- The IMD Exclusion: Changes Now and Changes to Come
- June 19, 2016
- Law Firm: Mintz Levin Cohn Ferris Glovsky Popeo P.C. - Boston Office
On Monday, CMS finalized their long-awaited Medicaid managed care regulation. Deep in the regulation was a change to allow Medicaid reimbursement for facilities that had previously been excluded from receiving payments. Known as the Institution for Mental Disease (IMD) Exclusion, this change has a significant impact on mental health and substance abuse treatment now and in the future.
Federal funding for states to provide mental health and substance abuse treatment through IMDs for non-elderly adults has been forbidden since the founding of the Medicaid program. An IMD is defined as a hospital nursing facility or other institution greater than 16 beds that is engaged in providing diagnosis, treatment or care of persons with mental diseases.

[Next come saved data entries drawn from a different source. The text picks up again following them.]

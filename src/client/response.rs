use std::collections::HashMap;

use serde::Deserialize;
use serde_json::Value;

use crate::error::{ApiError, Error, Result};
use crate::protocol::Response;

const ERROR_CODE_KEY: &str = "error_code";
const ERROR_MSG_KEY: &str = "error_msg";

#[derive(Debug, Deserialize)]
struct ErrorBody {
    error_code: Option<Value>,
    error_msg: Option<String>,
}

/// One named result set inside a raw multi-query reply.
#[derive(Debug, Deserialize)]
struct MultiQueryEntry {
    name: String,
    fql_result_set: Vec<Value>,
}

/// Classify a transport reply: error-shaped bodies become [`ApiError`],
/// anything else passes through unchanged.
///
/// Only an object body carrying an error key is a failure; scalars and
/// arrays are always payloads, whatever they contain.
pub(crate) fn classify(reply: Response) -> Result<Value> {
    let is_error = matches!(
        &reply.body,
        Value::Object(map) if map.contains_key(ERROR_CODE_KEY) || map.contains_key(ERROR_MSG_KEY)
    );
    if !is_error {
        return Ok(reply.body);
    }

    let http_status = reply.status.as_u16();
    let body: ErrorBody = serde_json::from_value(reply.body)?;
    let message = body
        .error_msg
        .or_else(|| {
            body.error_code.as_ref().map(|code| match code {
                Value::String(s) => s.clone(),
                other => other.to_string(),
            })
        })
        .unwrap_or_else(|| "unknown remote error".to_string());

    Err(Error::Api(ApiError {
        code: body.error_code,
        message,
        http_status,
    }))
}

/// Reshape a raw multi-query reply (an array of named result sets) into a
/// name-keyed map. Duplicate names overwrite; the last entry wins.
pub(crate) fn reshape_multiquery(body: Value) -> Result<HashMap<String, Vec<Value>>> {
    let entries: Vec<MultiQueryEntry> = serde_json::from_value(body)?;
    Ok(entries
        .into_iter()
        .map(|entry| (entry.name, entry.fql_result_set))
        .collect())
}

#[cfg(test)]
mod tests {
    use super::*;
    use reqwest::StatusCode;
    use serde_json::json;

    #[test]
    fn payload_bodies_pass_through() {
        let body = json!({"uid": 4, "first_name": "Mark"});
        let reply = Response::new(StatusCode::OK, body.clone());
        assert_eq!(classify(reply).unwrap(), body);
    }

    #[test]
    fn scalar_and_array_bodies_are_never_errors() {
        let reply = Response::new(StatusCode::OK, json!(2));
        assert_eq!(classify(reply).unwrap(), json!(2));

        let reply = Response::new(StatusCode::OK, json!(["error_code", "error_msg"]));
        assert_eq!(classify(reply).unwrap(), json!(["error_code", "error_msg"]));
    }

    #[test]
    fn error_code_bodies_become_api_errors() {
        let reply = Response::new(
            StatusCode::INTERNAL_SERVER_ERROR,
            json!({"error_code": 190, "error_msg": "Invalid access token"}),
        );
        match classify(reply) {
            Err(Error::Api(err)) => {
                assert_eq!(err.code, Some(json!(190)));
                assert_eq!(err.message, "Invalid access token");
                assert_eq!(err.http_status, 500);
            }
            other => panic!("expected an API error, got {:?}", other),
        }
    }

    #[test]
    fn a_bare_error_code_still_yields_a_message() {
        let reply = Response::new(
            StatusCode::OK,
            json!({"error_code": "An error occurred!"}),
        );
        match classify(reply) {
            Err(Error::Api(err)) => {
                assert_eq!(err.message, "An error occurred!");
                assert_eq!(err.http_status, 200);
            }
            other => panic!("expected an API error, got {:?}", other),
        }
    }

    #[test]
    fn reshapes_named_result_sets() {
        let raw = json!([
            {"name": "query1", "fql_result_set": [1, 2, 3]},
            {"name": "query2", "fql_result_set": ["a", "b", "c"]}
        ]);
        let reshaped = reshape_multiquery(raw).unwrap();
        assert_eq!(reshaped.len(), 2);
        assert_eq!(reshaped["query1"], vec![json!(1), json!(2), json!(3)]);
        assert_eq!(reshaped["query2"], vec![json!("a"), json!("b"), json!("c")]);
    }

    #[test]
    fn duplicate_names_keep_the_last_result_set() {
        let raw = json!([
            {"name": "q", "fql_result_set": [1]},
            {"name": "q", "fql_result_set": [2]}
        ]);
        let reshaped = reshape_multiquery(raw).unwrap();
        assert_eq!(reshaped.len(), 1);
        assert_eq!(reshaped["q"], vec![json!(2)]);
    }

    #[test]
    fn malformed_multiquery_replies_are_rejected() {
        assert!(matches!(
            reshape_multiquery(json!({"not": "an array"})),
            Err(Error::Json(_))
        ));
    }
}
use reqwest::Method;
use serde_json::Value;

use crate::protocol::{self, Params, TransportOptions};

/// One outbound invocation of a named remote method.
///
/// Built fresh per call and owned by it. The format parameter is forced to
/// JSON after the caller's parameters are merged, so the dispatcher always
/// wins on that key; the read-only directive is computed from the method
/// registry.
#[derive(Clone, Debug)]
pub struct RestRequest {
    method: String,
    params: Params,
    verb: Method,
    options: TransportOptions,
}

impl RestRequest {
    pub fn new(
        method: impl Into<String>,
        mut params: Params,
        http_options: Params,
        verb: Method,
    ) -> Self {
        let method = method.into();
        params.insert(
            protocol::FORMAT_PARAM.to_string(),
            Value::String(protocol::JSON_FORMAT.to_string()),
        );
        let options = TransportOptions {
            rest_api: true,
            read_only: protocol::is_read_only(&method),
            extra: http_options,
        };
        Self {
            method,
            params,
            verb,
            options,
        }
    }

    /// Request path: `method/` followed by the method name.
    pub fn path(&self) -> String {
        protocol::method_path(&self.method)
    }

    pub fn method(&self) -> &str {
        &self.method
    }

    pub fn params(&self) -> &Params {
        &self.params
    }

    pub fn verb(&self) -> &Method {
        &self.verb
    }

    pub fn options(&self) -> &TransportOptions {
        &self.options
    }
}
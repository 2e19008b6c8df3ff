use crate::error::ShellError;
use std::collections::HashMap;

#[derive(Debug, Clone)]
pub struct Flags {
    flags: HashMap<String, Flag>,
}

#[derive(Debug, Clone)]
pub struct Flag {
    pub short: String,
    pub long: String,
    pub description: String,
    pub takes_value: bool,
    pub value: Option<String>,
}

impl Flag {
    fn new(short: &str, long: &str, description: &str, takes_value: bool) -> Self {
        Flag {
            short: short.to_string(),
            long: long.to_string(),
            description: description.to_string(),
            takes_value,
            value: None,
        }
    }
}

impl Default for Flags {
    fn default() -> Self {
        Self::new()
    }
}

impl Flags {
    pub fn new() -> Self {
        let mut flags = HashMap::new();

        flags.insert(
            "help".to_string(),
            Flag::new("-h", "--help", "Print this help message", false),
        );
        flags.insert(
            "version".to_string(),
            Flag::new("-v", "--version", "Show version information", false),
        );
        flags.insert(
            "quiet".to_string(),
            Flag::new("-q", "--quiet", "Suppress non-essential output", false),
        );
        flags.insert(
            "debug".to_string(),
            Flag::new("-d", "--debug", "Enable debug logging", false),
        );
        flags.insert(
            "prompt-var".to_string(),
            Flag::new(
                "-p",
                "--prompt-var",
                "Environment variable holding the prompt",
                true,
            ),
        );

        Flags { flags }
    }

    /// Unrecognized arguments are ignored.
    pub fn parse(&mut self, args: &[String]) -> Result<(), ShellError> {
        let mut i = 0;
        while i < args.len() {
            let arg = &args[i];

            for flag in self.flags.values_mut() {
                if arg != &flag.short && arg != &flag.long {
                    continue;
                }
                if flag.takes_value {
                    match args.get(i + 1) {
                        Some(value) => {
                            flag.value = Some(value.clone());
                            i += 1;
                        }
                        None => {
                            return Err(ShellError::FlagError(format!(
                                "Flag {} requires a value",
                                arg
                            )));
                        }
                    }
                } else {
                    flag.value = Some("true".to_string());
                }
            }
            i += 1;
        }
        Ok(())
    }

    pub fn is_set(&self, name: &str) -> bool {
        self.flags
            .get(name)
            .and_then(|f| f.value.as_ref())
            .is_some()
    }

    pub fn get_value(&self, name: &str) -> Option<&String> {
        self.flags.get(name).and_then(|f| f.value.as_ref())
    }

    pub fn print_help(&self) {
        let mut flags: Vec<&Flag> = self.flags.values().collect();
        flags.sort_by(|a, b| a.long.cmp(&b.long));

        println!("Usage: labsh [OPTIONS]");
        println!("\nOptions:");
        for flag in flags {
            println!("  {}, {:<15} {}", flag.short, flag.long, flag.description);
        }
    }
}

/// The `Version <major>.<minor>` line printed by `-v`.
pub fn version_line() -> String {
    format!(
        "Version {}.{}",
        env!("CARGO_PKG_VERSION_MAJOR"),
        env!("CARGO_PKG_VERSION_MINOR")
    )
}
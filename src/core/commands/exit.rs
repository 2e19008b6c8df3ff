use super::{Command, CommandError, Session};

pub const EXIT_SUCCESS: i32 = 0;

#[derive(Clone, Default)]
pub struct ExitCommand;

impl ExitCommand {
    pub fn new() -> Self {
        Self
    }

    fn status(args: &[String]) -> i32 {
        match args.first() {
            None => EXIT_SUCCESS,
            Some(arg) => arg.parse().unwrap_or_else(|_| {
                eprintln!("exit: {}: numeric argument required", arg);
                EXIT_SUCCESS
            }),
        }
    }
}

impl Command for ExitCommand {
    /// Restores the terminal, tears the shell state down and terminates the
    /// process. Never returns.
    fn execute(&self, args: &[String], session: &mut Session<'_>) -> Result<(), CommandError> {
        let code = Self::status(args);
        session.state.shutdown(session.terminal);
        session.ctx.exit(code)
    }
}
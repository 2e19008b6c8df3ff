use std::path::PathBuf;

use super::{Command, CommandError, Session};

#[derive(Clone, Default)]
pub struct CdCommand;

impl CdCommand {
    pub fn new() -> Self {
        Self
    }
}

impl Command for CdCommand {
    /// `cd` goes home; `cd DIR` goes to DIR. Extra arguments are ignored.
    fn execute(&self, args: &[String], session: &mut Session<'_>) -> Result<(), CommandError> {
        let target = match args.first() {
            Some(dir) => PathBuf::from(dir),
            None => session.ctx.home_dir().ok_or(CommandError::HomeDirNotFound)?,
        };

        session
            .ctx
            .set_current_dir(&target)
            .map_err(|source| CommandError::ChangeDir {
                path: target.clone(),
                source,
            })?;

        log::debug!("changed directory to {}", target.display());
        Ok(())
    }
}
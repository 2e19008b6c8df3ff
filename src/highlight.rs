use inksac::prelude::*;

/// Colors diagnostics written to standard error.
#[derive(Debug, Clone, Copy)]
pub struct Highlighter {
    color_support: ColorSupport,
}

impl Default for Highlighter {
    fn default() -> Self {
        Self::new()
    }
}

impl Highlighter {
    pub fn new() -> Self {
        // SAFETY: isatty has no preconditions.
        let stderr_is_tty = unsafe { libc::isatty(libc::STDERR_FILENO) == 1 };
        let support = if stderr_is_tty {
            check_color_support().unwrap_or(ColorSupport::NoColor)
        } else {
            ColorSupport::NoColor
        };
        Self {
            color_support: support,
        }
    }

    pub fn highlight_error(&self, error: &str) -> String {
        if matches!(self.color_support, ColorSupport::NoColor) {
            return error.to_string();
        }

        let error_style = Style::builder().foreground(Color::Red).bold().build();

        error.style(error_style).to_string()
    }
}
use std::io;

use libc::{
    c_int, sighandler_t, SIGINT, SIGQUIT, SIGTSTP, SIGTTIN, SIGTTOU, SIG_DFL, SIG_ERR, SIG_IGN,
};

use crate::process::ProcessError;

/// Signals meant for foreground jobs that must not stop or kill the shell.
pub const JOB_CONTROL_SIGNALS: [c_int; 5] = [SIGINT, SIGQUIT, SIGTSTP, SIGTTIN, SIGTTOU];

fn set_disposition(sig: c_int, handler: sighandler_t) -> io::Result<()> {
    // SAFETY: SIG_IGN and SIG_DFL are valid dispositions for every signal in
    // JOB_CONTROL_SIGNALS; no Rust handler is installed.
    if unsafe { libc::signal(sig, handler) } == SIG_ERR {
        return Err(io::Error::last_os_error());
    }
    Ok(())
}

pub fn ignore_job_control_signals() -> Result<(), ProcessError> {
    for sig in JOB_CONTROL_SIGNALS {
        set_disposition(sig, SIG_IGN).map_err(|e| {
            ProcessError::SignalError(format!("cannot ignore signal {}: {}", sig, e))
        })?;
    }
    Ok(())
}

/// Puts the job control signals back to their defaults.
///
/// Only calls `signal(2)`, so it is safe to run between fork and exec.
pub fn restore_default_signals() -> io::Result<()> {
    for sig in JOB_CONTROL_SIGNALS {
        set_disposition(sig, SIG_DFL)?;
    }
    Ok(())
}
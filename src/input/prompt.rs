use crate::core::context::Context;

pub const DEFAULT_PROMPT: &str = "shell>";

/// Value of the environment variable `var`, or [`DEFAULT_PROMPT`] when it is unset.
pub fn get_prompt(ctx: &dyn Context, var: &str) -> String {
    ctx.var(var).unwrap_or_else(|| DEFAULT_PROMPT.to_string())
}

CMS proposes at page 220 of the regulation “...to permit FFP for a full monthly capitation payment on behalf of an enrollee aged 21 to 64 who is a patient in an IMD for part of that month to cases in which: (1) the enrollee elects such services in an IMD as an alternative to otherwise covered settings for such services; (2) the IMD is a hospital providing psychiatric or substance use disorder (SUD) inpatient care or a sub-acute facility providing psychiatric or SUD crisis residential services; and (3) the stay in the IMD is for no more than 15 days in that month.” If a facility that would be considered an IMD under the statute is providing psychiatric or substance abuse care to an adult ages 21 to 64 for a Medicaid-covered individual in a managed care plan, the facility can treat that patient for 15 days and be paid by the state Medicaid program with the state receiving the federal matching payment for the service.
Many in the mental health and substance abuse community have been pushing for this change for years. Congress will now be under intense pressure to provide the same authority for fee-for-service Medicaid. With the finalizing of this regulation, there is now an imbalance between managed care and fee-for-service. A patient on Medicaid in a state with managed care will have access to an IMD while a similarly situated patient in a state that uses fee-for-service will not.
One important caveat. CMS could make the change to managed care and argue that it was cost neutral. The managed care plan will be paid no more or less than they would have previously. The regulation simply allows them to use an additional provider under their already capitated payment. For Congress to make federal payment available under fee-for-service, there is likely to be a cost associated with providing access to an additional provider. That doesn’t mean Congress won’t consider synchronizing fee-for-service and managed care under Medicaid, it just means it will be a bit more complicated because Congress will likely have to find a way to pay for it.
Bottom line: with policymakers searching for ways to better address mental health and substance abuse challenges, the playing field of available providers has now been increased and may increase further.